The required result is every line of the records that includes "AdminService".

--- RECORDS SUPPLIED ---

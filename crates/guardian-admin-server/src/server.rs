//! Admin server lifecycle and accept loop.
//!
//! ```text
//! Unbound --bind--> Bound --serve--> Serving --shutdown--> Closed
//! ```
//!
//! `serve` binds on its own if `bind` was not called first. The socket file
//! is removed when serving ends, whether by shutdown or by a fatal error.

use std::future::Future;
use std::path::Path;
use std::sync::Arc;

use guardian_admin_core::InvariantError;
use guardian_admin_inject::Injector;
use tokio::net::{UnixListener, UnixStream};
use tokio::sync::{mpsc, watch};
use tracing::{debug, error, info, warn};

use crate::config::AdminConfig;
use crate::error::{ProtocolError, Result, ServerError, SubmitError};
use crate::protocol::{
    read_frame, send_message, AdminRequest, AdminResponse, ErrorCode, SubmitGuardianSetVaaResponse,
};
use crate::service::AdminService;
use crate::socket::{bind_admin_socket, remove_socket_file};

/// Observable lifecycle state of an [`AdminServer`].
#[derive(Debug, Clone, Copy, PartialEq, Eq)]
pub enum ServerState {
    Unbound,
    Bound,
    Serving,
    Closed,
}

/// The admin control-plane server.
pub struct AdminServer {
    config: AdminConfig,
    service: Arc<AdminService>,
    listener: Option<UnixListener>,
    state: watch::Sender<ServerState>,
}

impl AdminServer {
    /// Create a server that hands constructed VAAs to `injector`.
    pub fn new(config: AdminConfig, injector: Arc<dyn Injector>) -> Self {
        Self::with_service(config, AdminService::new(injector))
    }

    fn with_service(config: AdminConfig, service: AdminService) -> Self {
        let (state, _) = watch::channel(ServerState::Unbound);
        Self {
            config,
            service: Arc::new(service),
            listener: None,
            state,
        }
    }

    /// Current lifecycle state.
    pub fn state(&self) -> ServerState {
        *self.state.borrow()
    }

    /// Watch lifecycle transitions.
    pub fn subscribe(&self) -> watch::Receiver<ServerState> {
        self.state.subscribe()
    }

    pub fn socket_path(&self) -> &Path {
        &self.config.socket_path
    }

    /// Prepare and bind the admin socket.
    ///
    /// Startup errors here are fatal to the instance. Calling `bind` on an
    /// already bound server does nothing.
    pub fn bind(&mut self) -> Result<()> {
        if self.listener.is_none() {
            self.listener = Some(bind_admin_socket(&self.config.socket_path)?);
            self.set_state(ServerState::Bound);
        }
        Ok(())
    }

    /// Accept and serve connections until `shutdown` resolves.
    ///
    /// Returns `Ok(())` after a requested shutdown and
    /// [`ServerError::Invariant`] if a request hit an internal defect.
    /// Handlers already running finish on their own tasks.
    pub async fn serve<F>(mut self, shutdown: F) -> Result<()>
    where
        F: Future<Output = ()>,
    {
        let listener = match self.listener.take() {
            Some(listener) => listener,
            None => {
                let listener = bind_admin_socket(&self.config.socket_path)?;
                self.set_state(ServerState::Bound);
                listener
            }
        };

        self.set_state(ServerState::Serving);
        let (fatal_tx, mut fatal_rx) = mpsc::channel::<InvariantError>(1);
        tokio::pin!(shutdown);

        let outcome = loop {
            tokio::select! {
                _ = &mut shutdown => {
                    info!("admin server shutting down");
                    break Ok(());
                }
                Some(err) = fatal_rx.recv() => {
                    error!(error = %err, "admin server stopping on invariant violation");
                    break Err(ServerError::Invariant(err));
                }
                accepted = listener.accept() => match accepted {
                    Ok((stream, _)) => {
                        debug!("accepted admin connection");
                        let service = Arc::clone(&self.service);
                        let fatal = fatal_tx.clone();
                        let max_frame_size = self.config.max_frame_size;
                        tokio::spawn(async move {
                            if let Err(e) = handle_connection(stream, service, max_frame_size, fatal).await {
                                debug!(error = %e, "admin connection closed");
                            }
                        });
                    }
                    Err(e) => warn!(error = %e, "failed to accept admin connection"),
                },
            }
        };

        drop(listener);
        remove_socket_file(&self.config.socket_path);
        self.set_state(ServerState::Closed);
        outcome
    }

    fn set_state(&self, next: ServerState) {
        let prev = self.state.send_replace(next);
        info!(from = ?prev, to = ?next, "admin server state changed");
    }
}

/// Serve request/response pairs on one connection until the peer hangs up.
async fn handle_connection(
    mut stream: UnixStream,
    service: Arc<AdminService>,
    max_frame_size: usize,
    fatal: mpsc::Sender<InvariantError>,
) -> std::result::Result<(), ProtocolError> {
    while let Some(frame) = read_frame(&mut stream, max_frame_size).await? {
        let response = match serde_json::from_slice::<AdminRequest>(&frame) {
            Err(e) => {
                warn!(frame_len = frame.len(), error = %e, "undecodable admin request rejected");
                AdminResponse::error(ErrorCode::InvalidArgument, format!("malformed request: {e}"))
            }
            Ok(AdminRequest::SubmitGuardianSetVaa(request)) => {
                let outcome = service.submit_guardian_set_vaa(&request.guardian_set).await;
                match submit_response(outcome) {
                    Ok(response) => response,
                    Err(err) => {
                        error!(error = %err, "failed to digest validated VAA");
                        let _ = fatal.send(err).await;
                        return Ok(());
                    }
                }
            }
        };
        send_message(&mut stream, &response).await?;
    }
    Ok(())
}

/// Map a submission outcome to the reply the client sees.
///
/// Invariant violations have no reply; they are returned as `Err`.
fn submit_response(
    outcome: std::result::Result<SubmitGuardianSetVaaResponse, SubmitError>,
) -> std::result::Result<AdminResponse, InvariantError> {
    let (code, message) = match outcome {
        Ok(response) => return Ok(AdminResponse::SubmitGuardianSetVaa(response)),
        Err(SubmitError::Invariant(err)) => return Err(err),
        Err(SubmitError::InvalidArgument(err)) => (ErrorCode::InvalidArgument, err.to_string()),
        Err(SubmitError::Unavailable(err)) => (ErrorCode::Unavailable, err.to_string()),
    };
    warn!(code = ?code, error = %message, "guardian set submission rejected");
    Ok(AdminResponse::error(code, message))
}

---
--- RECORDS SUPPLIED ---

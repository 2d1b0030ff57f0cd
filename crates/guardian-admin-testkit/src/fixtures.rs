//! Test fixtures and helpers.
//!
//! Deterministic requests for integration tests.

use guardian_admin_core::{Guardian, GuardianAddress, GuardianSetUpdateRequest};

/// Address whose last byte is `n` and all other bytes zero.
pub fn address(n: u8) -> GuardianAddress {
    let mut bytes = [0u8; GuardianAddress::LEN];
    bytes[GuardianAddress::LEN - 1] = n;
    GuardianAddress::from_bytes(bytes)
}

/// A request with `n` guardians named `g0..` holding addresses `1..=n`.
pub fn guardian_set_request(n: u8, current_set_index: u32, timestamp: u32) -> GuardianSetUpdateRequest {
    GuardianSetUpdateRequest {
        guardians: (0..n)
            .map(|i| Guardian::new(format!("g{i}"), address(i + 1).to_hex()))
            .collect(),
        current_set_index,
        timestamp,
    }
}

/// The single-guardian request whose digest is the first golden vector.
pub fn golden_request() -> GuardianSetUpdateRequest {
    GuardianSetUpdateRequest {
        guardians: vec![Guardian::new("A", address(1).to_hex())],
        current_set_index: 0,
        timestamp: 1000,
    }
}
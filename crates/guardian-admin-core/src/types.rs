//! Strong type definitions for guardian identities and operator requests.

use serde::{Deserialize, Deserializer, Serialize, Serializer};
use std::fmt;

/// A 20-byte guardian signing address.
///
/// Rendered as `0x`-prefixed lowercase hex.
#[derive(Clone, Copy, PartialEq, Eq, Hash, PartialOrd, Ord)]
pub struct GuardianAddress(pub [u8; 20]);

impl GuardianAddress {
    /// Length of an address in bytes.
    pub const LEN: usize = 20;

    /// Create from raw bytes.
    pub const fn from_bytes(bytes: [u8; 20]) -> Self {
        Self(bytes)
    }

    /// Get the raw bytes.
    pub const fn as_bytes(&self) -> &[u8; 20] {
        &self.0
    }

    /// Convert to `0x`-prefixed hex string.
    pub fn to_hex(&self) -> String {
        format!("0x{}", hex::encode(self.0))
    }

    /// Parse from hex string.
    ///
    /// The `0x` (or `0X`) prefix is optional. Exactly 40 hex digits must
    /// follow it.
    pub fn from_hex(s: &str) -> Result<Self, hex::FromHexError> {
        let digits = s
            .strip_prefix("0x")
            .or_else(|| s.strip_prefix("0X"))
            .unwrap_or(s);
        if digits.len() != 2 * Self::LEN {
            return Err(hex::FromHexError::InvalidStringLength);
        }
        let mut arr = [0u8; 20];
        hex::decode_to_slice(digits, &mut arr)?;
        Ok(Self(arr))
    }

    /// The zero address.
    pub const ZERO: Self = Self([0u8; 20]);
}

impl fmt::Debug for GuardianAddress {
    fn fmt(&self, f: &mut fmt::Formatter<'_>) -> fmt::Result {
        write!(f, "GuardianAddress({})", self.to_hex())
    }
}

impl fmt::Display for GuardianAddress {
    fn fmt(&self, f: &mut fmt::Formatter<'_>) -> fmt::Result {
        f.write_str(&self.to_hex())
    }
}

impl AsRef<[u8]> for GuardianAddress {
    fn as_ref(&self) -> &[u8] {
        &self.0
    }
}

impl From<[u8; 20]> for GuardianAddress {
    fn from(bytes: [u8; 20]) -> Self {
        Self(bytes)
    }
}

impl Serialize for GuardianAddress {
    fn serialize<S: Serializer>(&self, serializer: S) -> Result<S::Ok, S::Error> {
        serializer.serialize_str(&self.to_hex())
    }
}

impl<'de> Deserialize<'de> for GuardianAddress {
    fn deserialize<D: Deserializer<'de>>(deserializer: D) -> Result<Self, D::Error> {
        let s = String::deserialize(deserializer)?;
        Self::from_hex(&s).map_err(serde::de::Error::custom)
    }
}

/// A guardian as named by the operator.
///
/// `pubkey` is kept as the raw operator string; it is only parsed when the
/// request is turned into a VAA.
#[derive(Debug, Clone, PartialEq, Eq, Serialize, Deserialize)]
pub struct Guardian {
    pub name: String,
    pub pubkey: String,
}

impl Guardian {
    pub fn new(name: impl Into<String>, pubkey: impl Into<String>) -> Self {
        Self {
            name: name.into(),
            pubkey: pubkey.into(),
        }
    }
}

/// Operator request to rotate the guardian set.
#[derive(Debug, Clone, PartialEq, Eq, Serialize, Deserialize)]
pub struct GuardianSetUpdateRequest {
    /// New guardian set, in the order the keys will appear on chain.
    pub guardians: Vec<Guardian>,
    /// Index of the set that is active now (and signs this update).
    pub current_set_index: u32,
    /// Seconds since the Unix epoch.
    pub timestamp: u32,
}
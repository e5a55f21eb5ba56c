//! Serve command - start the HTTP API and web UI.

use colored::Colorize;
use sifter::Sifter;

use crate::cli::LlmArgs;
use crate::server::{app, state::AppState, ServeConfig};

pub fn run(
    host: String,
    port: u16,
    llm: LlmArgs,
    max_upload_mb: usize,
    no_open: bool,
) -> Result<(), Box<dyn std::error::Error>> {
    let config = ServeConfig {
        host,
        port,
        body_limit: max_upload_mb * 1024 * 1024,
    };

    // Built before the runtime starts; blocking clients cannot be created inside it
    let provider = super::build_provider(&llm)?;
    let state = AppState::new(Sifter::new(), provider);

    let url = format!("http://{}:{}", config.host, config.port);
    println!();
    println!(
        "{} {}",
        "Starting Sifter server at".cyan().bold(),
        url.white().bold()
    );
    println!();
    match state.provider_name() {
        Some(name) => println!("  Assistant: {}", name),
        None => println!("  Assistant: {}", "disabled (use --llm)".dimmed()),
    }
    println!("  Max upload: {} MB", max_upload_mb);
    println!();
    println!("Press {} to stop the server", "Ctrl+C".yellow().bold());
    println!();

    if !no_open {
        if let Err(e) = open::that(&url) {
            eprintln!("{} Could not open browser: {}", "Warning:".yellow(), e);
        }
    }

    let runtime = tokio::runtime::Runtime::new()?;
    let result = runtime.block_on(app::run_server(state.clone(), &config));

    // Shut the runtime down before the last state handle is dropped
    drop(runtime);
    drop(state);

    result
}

---
--- RECORDS SUPPLIED ---

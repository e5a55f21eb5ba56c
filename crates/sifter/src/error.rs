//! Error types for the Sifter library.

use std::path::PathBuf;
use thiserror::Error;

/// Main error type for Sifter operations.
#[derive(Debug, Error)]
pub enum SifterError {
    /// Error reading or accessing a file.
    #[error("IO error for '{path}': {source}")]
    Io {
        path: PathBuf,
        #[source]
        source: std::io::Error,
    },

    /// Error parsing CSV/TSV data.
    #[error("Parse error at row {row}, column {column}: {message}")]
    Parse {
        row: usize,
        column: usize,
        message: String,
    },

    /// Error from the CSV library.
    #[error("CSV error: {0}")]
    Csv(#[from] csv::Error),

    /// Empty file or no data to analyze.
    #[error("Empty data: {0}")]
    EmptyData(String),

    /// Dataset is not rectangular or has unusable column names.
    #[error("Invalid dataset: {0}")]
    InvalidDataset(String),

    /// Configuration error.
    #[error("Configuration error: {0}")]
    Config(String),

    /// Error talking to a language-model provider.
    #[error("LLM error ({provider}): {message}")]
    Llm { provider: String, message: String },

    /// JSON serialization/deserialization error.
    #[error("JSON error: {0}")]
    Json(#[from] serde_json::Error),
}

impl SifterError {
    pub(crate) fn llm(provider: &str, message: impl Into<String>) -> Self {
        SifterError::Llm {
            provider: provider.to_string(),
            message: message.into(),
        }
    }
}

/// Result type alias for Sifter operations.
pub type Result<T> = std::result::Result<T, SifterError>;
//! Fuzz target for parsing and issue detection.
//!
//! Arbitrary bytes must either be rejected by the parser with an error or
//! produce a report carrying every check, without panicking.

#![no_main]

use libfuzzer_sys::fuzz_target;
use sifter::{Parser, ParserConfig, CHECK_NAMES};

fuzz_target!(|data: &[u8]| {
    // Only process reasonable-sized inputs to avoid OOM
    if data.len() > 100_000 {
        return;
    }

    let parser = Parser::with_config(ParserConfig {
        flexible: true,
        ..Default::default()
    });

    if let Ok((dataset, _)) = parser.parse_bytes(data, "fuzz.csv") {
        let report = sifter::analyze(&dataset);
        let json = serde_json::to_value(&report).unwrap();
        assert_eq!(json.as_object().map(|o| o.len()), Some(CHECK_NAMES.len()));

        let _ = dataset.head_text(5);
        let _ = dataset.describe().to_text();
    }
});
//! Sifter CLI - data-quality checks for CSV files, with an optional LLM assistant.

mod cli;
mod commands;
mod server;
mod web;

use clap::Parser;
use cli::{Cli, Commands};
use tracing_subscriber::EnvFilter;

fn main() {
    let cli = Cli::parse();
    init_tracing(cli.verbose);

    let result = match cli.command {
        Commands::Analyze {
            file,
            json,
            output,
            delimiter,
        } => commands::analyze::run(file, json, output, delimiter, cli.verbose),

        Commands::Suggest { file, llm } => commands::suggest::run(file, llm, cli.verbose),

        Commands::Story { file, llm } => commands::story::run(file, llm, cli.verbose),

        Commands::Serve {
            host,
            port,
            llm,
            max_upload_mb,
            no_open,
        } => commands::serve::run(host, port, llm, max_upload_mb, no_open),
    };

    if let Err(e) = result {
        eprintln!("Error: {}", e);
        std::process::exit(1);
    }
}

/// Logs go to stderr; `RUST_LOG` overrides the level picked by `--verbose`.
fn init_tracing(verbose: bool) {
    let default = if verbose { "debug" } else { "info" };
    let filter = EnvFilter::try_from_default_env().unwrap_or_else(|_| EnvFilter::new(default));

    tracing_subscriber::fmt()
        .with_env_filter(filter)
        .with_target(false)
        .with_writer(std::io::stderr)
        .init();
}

---

● **PROBLEM SOLUTION**:
use crate::service::AdminService;
    service: Arc<AdminService>,
        Self::with_service(config, AdminService::new(injector))
    fn with_service(config: AdminConfig, service: AdminService) -> Self {
    service: Arc<AdminService>,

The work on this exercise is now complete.